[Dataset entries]
--------------------

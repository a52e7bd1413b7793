pub mod config;
pub mod error;
pub mod feeder;
pub mod operation;
pub mod relay;
pub mod run;
pub mod step;

// Re-export commonly used types
pub use config::{Config, DEFAULT_WORKERS, MIN_WORKERS};
pub use error::{ConfigError, RunError};
pub use operation::{Mode, OPERATIONS, Operation, SEQUENTIAL_ONLY};
pub use relay::Relay;
pub use run::{RunResult, RunValue, run, run_ignoring, run_ordered};
pub use step::{Completion, IntoStep, Step};
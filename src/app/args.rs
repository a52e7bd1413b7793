use crate::engine::{Config, Operation};

use super::error::AppError;

pub const USAGE: &str = "Usage: orderly [--workers N] [--mode each|all|map] -- <command> [args...]";

/// Environment variable read when `--workers` is not given
pub const WORKERS_ENV: &str = "ORDERLY_WORKERS";

/// Parsed command line of the `orderly` binary
#[derive(Debug, Clone, PartialEq, Eq)]
pub struct Args {
    pub config: Config,
    pub operation: Operation,
    pub program: String,
    pub args: Vec<String>,
}

/// Parse `args` (program name first); `env_workers` is the value of [`WORKERS_ENV`], if set
pub fn parse_args(args: Vec<String>, env_workers: Option<String>) -> Result<Args, AppError> {
    let mut rest = args.into_iter().skip(1);
    let mut workers = None;
    let mut operation = Operation::Each;
    let mut command = Vec::new();

    while let Some(arg) = rest.next() {
        match arg.as_str() {
            "--workers" | "-w" => workers = Some(value_of(&arg, rest.next())?),
            "--mode" | "-m" => {
                operation = mode(&value_of(&arg, rest.next())?)?;
            }
            "--" => {
                command.extend(rest.by_ref());
            }
            flag if flag.starts_with('-') => {
                return Err(AppError::InvalidArguments(format!(
                    "unknown option {flag}\n{USAGE}"
                )));
            }
            _ => {
                command.push(arg);
                command.extend(rest.by_ref());
            }
        }
    }

    let config = match workers.or(env_workers) {
        Some(value) => Config::new(worker_count(&value)?)?,
        None => Config::default(),
    };

    let mut command = command.into_iter();
    let Some(program) = command.next() else {
        return Err(AppError::InvalidArguments(format!("missing command\n{USAGE}")));
    };

    Ok(Args {
        config,
        operation,
        program,
        args: command.collect(),
    })
}

fn value_of(flag: &str, value: Option<String>) -> Result<String, AppError> {
    value.ok_or_else(|| AppError::InvalidArguments(format!("{flag} needs a value\n{USAGE}")))
}

fn worker_count(value: &str) -> Result<usize, AppError> {
    value
        .parse()
        .map_err(|_| AppError::InvalidArguments(format!("worker count must be a number, got {value}")))
}

fn mode(name: &str) -> Result<Operation, AppError> {
    match Operation::from_name(name)? {
        operation @ (Operation::Each | Operation::All | Operation::Map) => Ok(operation),
        operation => Err(AppError::InvalidArguments(format!(
            "mode {} is not available from the command line\n{USAGE}",
            operation.name()
        ))),
    }
}
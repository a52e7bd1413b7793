use crossbeam::channel::{self, Receiver, Sender};
use crossbeam::thread::{Scope, ScopedJoinHandle};
use tracing::trace;

use super::state::{Interrupt, PoolState};

type Task<'env> = Box<dyn FnOnce() + Send + 'env>;

enum Message<'env> {
    Run(Task<'env>),
    Stop,
}

/// Cloneable handle for pushing tasks onto a pool's queue
#[derive(Clone)]
pub(crate) struct Submitter<'env> {
    tasks: Sender<Message<'env>>,
}

impl<'env> Submitter<'env> {
    /// Enqueue a task without waiting for it to run.
    ///
    /// Blocks only while a bounded queue is full; returns false once every
    /// worker has gone away.
    pub(crate) fn submit(&self, task: impl FnOnce() + Send + 'env) -> bool {
        self.tasks.send(Message::Run(Box::new(task))).is_ok()
    }
}

/// Fixed set of threads draining one shared task queue
pub(crate) struct WorkerPool<'scope, 'env> {
    submitter: Submitter<'env>,
    handles: Vec<ScopedJoinHandle<'scope, ()>>,
}

impl<'scope, 'env> WorkerPool<'scope, 'env> {
    /// Spawn `state.workers()` threads on `scope`.
    ///
    /// `capacity` bounds the task queue; `None` leaves it unbounded.
    pub(crate) fn start<B, E, S>(
        scope: &'scope Scope<'env>,
        state: &'env PoolState<B, E, S>,
        capacity: Option<usize>,
    ) -> Self
    where
        B: Send,
        E: Send,
        S: Send,
    {
        let (tasks, queue) = match capacity {
            Some(capacity) => channel::bounded(capacity),
            None => channel::unbounded(),
        };

        let handles = (0..state.workers())
            .map(|worker| {
                let queue: Receiver<Message<'env>> = queue.clone();
                scope.spawn(move |_| {
                    while let Ok(Message::Run(task)) = queue.recv() {
                        // Queued but not yet started; dropped once the run stops
                        if state.is_stopped() {
                            continue;
                        }
                        task();
                    }
                    trace!(worker, "Worker finished");
                })
            })
            .collect();

        Self {
            submitter: Submitter { tasks },
            handles,
        }
    }

    pub(crate) fn submitter(&self) -> Submitter<'env> {
        self.submitter.clone()
    }

    pub(crate) fn submit(&self, task: impl FnOnce() + Send + 'env) -> bool {
        self.submitter.submit(task)
    }

    /// Send one stop signal per worker and join them all
    pub(crate) fn finalize(self) {
        for _ in 0..self.handles.len() {
            if self.submitter.tasks.send(Message::Stop).is_err() {
                break;
            }
        }
        for handle in self.handles {
            // Tasks run under `PoolState::catch`, so workers don't unwind
            let _ = handle.join();
        }
    }
}
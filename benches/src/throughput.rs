use std::convert::Infallible;
use std::thread;
use std::time::Duration;

use criterion::{BenchmarkId, Criterion, black_box, criterion_group, criterion_main};
use orderly::prelude::*;
use rayon::prelude::*;

const ITEMS: u64 = 64;

/// Stand-in for a call that mostly waits, such as a subprocess
fn blocking_work(n: u64) -> u64 {
    thread::sleep(Duration::from_micros(200));
    n * 2
}

/// Sequential loop vs orderly vs rayon on wait-bound work
fn bench_sleep_bound_map(c: &mut Criterion) {
    let mut group = c.benchmark_group("sleep_bound_map");
    group.sample_size(20);

    group.bench_function("sequential", |b| {
        b.iter(|| {
            let mapped: Vec<u64> = (0..ITEMS).map(blocking_work).collect();
            black_box(mapped)
        })
    });

    for workers in [2, 4, 8, 16] {
        group.bench_with_input(BenchmarkId::new("orderly_map", workers), &workers, |b, &workers| {
            b.iter(|| {
                let mapped = (0..ITEMS)
                    .in_threads(workers)
                    .unwrap()
                    .map(|n| Ok::<_, Infallible>(blocking_work(n)))
                    .unwrap()
                    .into_value();
                black_box(mapped)
            })
        });

        group.bench_with_input(BenchmarkId::new("orderly_each", workers), &workers, |b, &workers| {
            b.iter(|| {
                (0..ITEMS)
                    .in_threads(workers)
                    .unwrap()
                    .each(|n| {
                        black_box(blocking_work(n));
                        Ok::<_, Infallible>(())
                    })
                    .unwrap()
            })
        });

        let pool = rayon::ThreadPoolBuilder::new()
            .num_threads(workers)
            .build()
            .unwrap();
        group.bench_with_input(BenchmarkId::new("rayon", workers), &workers, |b, _| {
            b.iter(|| {
                let mapped: Vec<u64> =
                    pool.install(|| (0..ITEMS).into_par_iter().map(blocking_work).collect());
                black_box(mapped)
            })
        });
    }

    group.finish();
}

/// Cost of an early exit: how quickly `any` returns once a hit is found
fn bench_short_circuit(c: &mut Criterion) {
    let mut group = c.benchmark_group("short_circuit");
    group.sample_size(20);

    for hit in [0, 16, 48] {
        group.bench_with_input(BenchmarkId::new("orderly_any", hit), &hit, |b, &hit| {
            b.iter(|| {
                (0..ITEMS)
                    .in_threads(8)
                    .unwrap()
                    .any(|n| Ok::<_, Infallible>(blocking_work(n) == hit * 2))
                    .unwrap()
                    .into_value()
            })
        });
    }

    group.finish();
}

criterion_group!(benches, bench_sleep_bound_map, bench_short_circuit);
criterion_main!(benches);
use super::error::ConfigError;

/// How a run treats the values its operation returns
#[derive(Debug, Clone, Copy, PartialEq, Eq, Hash)]
pub enum Mode {
    /// Values are discarded; side effects run in no particular order
    IgnoreResult,
    /// Values are handed to a sequential consumer in input order
    OrderPreserving,
}

/// Every named sequence operation that can run on worker threads
#[derive(Debug, Clone, Copy, PartialEq, Eq, Hash)]
pub enum Operation {
    Each,
    EachWithIndex,
    ReverseEach,
    EachSlice,
    EachCons,
    Zip,
    Cycle,
    All,
    Any,
    NoneOf,
    One,
    Find,
    Position,
    TakeWhile,
    DropWhile,
    Partition,
    Filter,
    Reject,
    Count,
    Map,
    /// Map only the elements a pattern selects
    MapMatching,
    /// Map only the elements a pattern does not select
    MapRejecting,
    FilterMap,
    FlatMap,
    GroupBy,
    MaxByKey,
    MinByKey,
    MinMaxByKey,
    SortByKey,
    Sum,
    UniqueBy,
}

/// Name lookup table; the first entry of each operation is its canonical name
pub const OPERATIONS: &[(&str, Operation)] = &[
    ("each", Operation::Each),
    ("each_entry", Operation::Each),
    ("each_with_index", Operation::EachWithIndex),
    ("reverse_each", Operation::ReverseEach),
    ("each_slice", Operation::EachSlice),
    ("each_cons", Operation::EachCons),
    ("zip", Operation::Zip),
    ("cycle", Operation::Cycle),
    ("all", Operation::All),
    ("any", Operation::Any),
    ("none", Operation::NoneOf),
    ("one", Operation::One),
    ("find", Operation::Find),
    ("detect", Operation::Find),
    ("position", Operation::Position),
    ("find_index", Operation::Position),
    ("take_while", Operation::TakeWhile),
    ("drop_while", Operation::DropWhile),
    ("partition", Operation::Partition),
    ("filter", Operation::Filter),
    ("select", Operation::Filter),
    ("reject", Operation::Reject),
    ("count", Operation::Count),
    ("map", Operation::Map),
    ("collect", Operation::Map),
    ("map_matching", Operation::MapMatching),
    ("grep", Operation::MapMatching),
    ("map_rejecting", Operation::MapRejecting),
    ("grep_v", Operation::MapRejecting),
    ("filter_map", Operation::FilterMap),
    ("flat_map", Operation::FlatMap),
    ("group_by", Operation::GroupBy),
    ("max_by_key", Operation::MaxByKey),
    ("min_by_key", Operation::MinByKey),
    ("minmax_by_key", Operation::MinMaxByKey),
    ("sort_by_key", Operation::SortByKey),
    ("sum", Operation::Sum),
    ("unique_by", Operation::UniqueBy),
];

/// Operations whose per-element work depends on earlier results
pub const SEQUENTIAL_ONLY: &[&str] = &[
    "fold", "reduce", "scan", "max", "min", "minmax", "sort", "first", "last", "take", "skip",
    "contains", "chunk_by", "each_with_object", "to_vec",
];

impl Operation {
    /// Resolve an operation by name
    pub fn from_name(name: &str) -> Result<Self, ConfigError> {
        if let Some((_, operation)) = OPERATIONS.iter().find(|(known, _)| *known == name) {
            return Ok(*operation);
        }
        if SEQUENTIAL_ONLY.contains(&name) {
            return Err(ConfigError::SequentialOnly(name.to_string()));
        }
        Err(ConfigError::UnknownOperation(name.to_string()))
    }

    pub fn name(self) -> &'static str {
        OPERATIONS
            .iter()
            .find(|(_, operation)| *operation == self)
            .map(|(name, _)| *name)
            .unwrap_or("unnamed")
    }

    pub fn mode(self) -> Mode {
        match self {
            Operation::Each
            | Operation::EachWithIndex
            | Operation::ReverseEach
            | Operation::EachSlice
            | Operation::EachCons
            | Operation::Zip
            | Operation::Cycle => Mode::IgnoreResult,
            Operation::All
            | Operation::Any
            | Operation::NoneOf
            | Operation::One
            | Operation::Find
            | Operation::Position
            | Operation::TakeWhile
            | Operation::DropWhile
            | Operation::Partition
            | Operation::Filter
            | Operation::Reject
            | Operation::Count
            | Operation::Map
            | Operation::MapMatching
            | Operation::MapRejecting
            | Operation::FilterMap
            | Operation::FlatMap
            | Operation::GroupBy
            | Operation::MaxByKey
            | Operation::MinByKey
            | Operation::MinMaxByKey
            | Operation::SortByKey
            | Operation::Sum
            | Operation::UniqueBy => Mode::OrderPreserving,
        }
    }
}

#[cfg(test)]
mod tests {
    use super::*;
    use std::collections::HashSet;

    #[test]
    fn canonical_names_round_trip() {
        let operations: HashSet<Operation> = OPERATIONS.iter().map(|(_, op)| *op).collect();
        assert_eq!(operations.len(), 31);
        for operation in operations {
            assert_eq!(Operation::from_name(operation.name()), Ok(operation));
        }
    }

    #[test]
    fn aliases_resolve_to_same_operation() {
        assert_eq!(Operation::from_name("select"), Ok(Operation::Filter));
        assert_eq!(Operation::from_name("collect"), Ok(Operation::Map));
        assert_eq!(Operation::from_name("detect"), Ok(Operation::Find));
        assert_eq!(Operation::from_name("each_entry"), Ok(Operation::Each));
        assert_eq!(Operation::from_name("grep"), Ok(Operation::MapMatching));
        assert_eq!(Operation::from_name("grep_v"), Ok(Operation::MapRejecting));
        assert_eq!(Operation::MapMatching.name(), "map_matching");
        assert_eq!(Operation::Filter.name(), "filter");
    }

    #[test]
    fn side_effect_operations_ignore_results() {
        assert_eq!(Operation::Each.mode(), Mode::IgnoreResult);
        assert_eq!(Operation::Cycle.mode(), Mode::IgnoreResult);
        assert_eq!(Operation::Zip.mode(), Mode::IgnoreResult);
    }

    #[test]
    fn predicates_and_transforms_preserve_order() {
        assert_eq!(Operation::All.mode(), Mode::OrderPreserving);
        assert_eq!(Operation::Find.mode(), Mode::OrderPreserving);
        assert_eq!(Operation::Map.mode(), Mode::OrderPreserving);
        assert_eq!(Operation::MapRejecting.mode(), Mode::OrderPreserving);
        assert_eq!(Operation::SortByKey.mode(), Mode::OrderPreserving);
    }

    #[test]
    fn sequential_only_names_are_rejected() {
        assert_eq!(
            Operation::from_name("fold"),
            Err(ConfigError::SequentialOnly("fold".to_string()))
        );
    }

    #[test]
    fn unknown_names_are_rejected() {
        assert_eq!(
            Operation::from_name("frobnicate"),
            Err(ConfigError::UnknownOperation("frobnicate".to_string()))
        );
    }

    #[test]
    fn no_name_is_both_parallel_and_sequential() {
        for name in SEQUENTIAL_ONLY {
            assert!(!OPERATIONS.iter().any(|(known, _)| known == name));
        }
    }
}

--------------------

TASK INSTRUCTIONS:
Go through the records above and copy each line where "SortByKey" is found.

TASK RESPONSE:
    SortByKey,
    ("sort_by_key", Operation::SortByKey),
            | Operation::SortByKey
        assert_eq!(Operation::SortByKey.mode(), Mode::OrderPreserving);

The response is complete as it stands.